*Task*.
Which lines in the listing below contain the word "total"? Copy each one.

== Data provided

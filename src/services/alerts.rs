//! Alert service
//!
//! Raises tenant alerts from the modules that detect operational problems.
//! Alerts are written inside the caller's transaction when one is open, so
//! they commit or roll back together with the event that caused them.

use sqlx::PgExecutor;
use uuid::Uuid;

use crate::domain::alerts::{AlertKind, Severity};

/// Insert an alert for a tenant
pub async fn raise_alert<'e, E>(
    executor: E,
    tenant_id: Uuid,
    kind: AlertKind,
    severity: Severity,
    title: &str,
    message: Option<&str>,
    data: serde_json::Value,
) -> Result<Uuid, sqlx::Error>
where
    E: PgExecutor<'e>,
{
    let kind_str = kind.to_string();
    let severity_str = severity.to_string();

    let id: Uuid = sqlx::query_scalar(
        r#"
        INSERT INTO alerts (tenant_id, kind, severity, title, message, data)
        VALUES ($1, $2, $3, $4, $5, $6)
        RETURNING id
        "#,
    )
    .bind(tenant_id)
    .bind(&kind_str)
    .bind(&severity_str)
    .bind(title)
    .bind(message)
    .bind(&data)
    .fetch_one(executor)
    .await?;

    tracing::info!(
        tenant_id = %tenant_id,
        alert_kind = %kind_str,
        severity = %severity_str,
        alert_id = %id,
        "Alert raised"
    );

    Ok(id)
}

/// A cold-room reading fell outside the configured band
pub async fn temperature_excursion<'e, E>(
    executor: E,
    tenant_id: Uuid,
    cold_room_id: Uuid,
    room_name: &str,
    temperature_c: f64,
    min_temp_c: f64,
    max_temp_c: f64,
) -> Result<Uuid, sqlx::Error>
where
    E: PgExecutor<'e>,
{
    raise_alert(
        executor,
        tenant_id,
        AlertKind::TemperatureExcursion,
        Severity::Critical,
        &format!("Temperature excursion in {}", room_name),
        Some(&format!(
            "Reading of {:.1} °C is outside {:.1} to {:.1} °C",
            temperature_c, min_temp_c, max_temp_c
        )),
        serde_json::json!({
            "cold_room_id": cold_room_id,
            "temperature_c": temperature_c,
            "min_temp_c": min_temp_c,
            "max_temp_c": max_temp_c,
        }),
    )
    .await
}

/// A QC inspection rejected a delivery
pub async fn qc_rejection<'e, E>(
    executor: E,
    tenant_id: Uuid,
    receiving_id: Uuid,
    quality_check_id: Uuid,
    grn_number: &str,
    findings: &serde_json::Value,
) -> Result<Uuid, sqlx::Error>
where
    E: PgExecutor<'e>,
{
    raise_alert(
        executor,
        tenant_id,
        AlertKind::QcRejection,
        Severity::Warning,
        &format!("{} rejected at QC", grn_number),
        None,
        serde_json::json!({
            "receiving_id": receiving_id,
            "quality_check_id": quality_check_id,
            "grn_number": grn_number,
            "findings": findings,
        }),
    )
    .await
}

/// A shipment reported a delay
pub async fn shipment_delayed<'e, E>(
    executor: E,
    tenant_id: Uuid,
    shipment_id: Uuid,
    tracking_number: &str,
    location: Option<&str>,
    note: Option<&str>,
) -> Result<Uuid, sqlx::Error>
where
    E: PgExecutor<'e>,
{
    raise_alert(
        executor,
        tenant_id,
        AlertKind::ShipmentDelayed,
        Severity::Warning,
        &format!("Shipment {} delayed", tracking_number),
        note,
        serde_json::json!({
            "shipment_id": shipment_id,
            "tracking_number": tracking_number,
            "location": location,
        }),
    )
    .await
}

====
== Data provided

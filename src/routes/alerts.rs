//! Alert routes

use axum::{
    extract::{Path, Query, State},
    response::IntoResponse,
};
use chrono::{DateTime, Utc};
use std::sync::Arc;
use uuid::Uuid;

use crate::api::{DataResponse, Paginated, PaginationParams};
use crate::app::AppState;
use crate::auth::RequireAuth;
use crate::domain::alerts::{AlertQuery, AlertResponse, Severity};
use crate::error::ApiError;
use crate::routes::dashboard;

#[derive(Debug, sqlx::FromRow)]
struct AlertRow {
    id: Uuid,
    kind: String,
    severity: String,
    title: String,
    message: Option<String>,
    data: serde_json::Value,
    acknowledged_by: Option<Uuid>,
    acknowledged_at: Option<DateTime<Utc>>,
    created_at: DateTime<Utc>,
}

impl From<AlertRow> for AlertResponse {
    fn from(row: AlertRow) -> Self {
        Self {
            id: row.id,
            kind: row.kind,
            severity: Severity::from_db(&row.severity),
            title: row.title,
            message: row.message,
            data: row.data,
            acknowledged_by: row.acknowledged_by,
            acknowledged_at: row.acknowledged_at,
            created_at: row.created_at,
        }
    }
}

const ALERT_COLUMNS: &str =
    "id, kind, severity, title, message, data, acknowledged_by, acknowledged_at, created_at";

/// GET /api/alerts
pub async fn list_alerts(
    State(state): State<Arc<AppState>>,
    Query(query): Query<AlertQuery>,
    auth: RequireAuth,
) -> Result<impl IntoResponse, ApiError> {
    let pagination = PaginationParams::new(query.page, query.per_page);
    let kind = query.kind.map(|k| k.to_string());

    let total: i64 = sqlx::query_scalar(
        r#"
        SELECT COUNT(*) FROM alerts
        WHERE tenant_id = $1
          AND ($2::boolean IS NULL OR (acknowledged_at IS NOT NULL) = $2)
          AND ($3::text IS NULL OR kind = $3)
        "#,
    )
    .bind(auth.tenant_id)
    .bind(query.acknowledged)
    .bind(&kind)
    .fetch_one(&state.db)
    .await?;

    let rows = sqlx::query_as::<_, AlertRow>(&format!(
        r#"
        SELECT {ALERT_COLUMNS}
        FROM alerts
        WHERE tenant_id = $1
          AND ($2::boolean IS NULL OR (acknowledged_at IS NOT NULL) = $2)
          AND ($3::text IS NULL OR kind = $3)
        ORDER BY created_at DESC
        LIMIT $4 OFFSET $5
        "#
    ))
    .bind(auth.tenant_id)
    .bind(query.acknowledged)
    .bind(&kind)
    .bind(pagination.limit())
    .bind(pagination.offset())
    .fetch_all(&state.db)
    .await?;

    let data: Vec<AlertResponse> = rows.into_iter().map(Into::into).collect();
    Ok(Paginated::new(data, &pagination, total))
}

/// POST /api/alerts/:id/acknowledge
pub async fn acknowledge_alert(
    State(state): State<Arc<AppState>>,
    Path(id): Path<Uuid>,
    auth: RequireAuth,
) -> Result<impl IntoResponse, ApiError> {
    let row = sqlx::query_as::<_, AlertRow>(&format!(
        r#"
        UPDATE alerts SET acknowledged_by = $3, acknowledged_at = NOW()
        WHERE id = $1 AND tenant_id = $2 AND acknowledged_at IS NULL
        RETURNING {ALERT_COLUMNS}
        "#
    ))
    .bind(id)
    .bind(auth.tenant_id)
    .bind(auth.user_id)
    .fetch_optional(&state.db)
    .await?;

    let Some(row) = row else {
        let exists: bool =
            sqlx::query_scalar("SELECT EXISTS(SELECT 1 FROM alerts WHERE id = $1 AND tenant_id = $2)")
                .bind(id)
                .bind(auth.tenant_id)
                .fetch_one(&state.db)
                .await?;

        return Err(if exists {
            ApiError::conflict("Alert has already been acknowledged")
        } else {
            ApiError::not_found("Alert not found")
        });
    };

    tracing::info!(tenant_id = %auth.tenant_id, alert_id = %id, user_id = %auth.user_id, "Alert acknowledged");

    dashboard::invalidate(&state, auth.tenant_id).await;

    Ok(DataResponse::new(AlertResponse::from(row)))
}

====

*Worked solution*.
    let total: i64 = sqlx::query_scalar(
    Ok(Paginated::new(data, &pagination, total))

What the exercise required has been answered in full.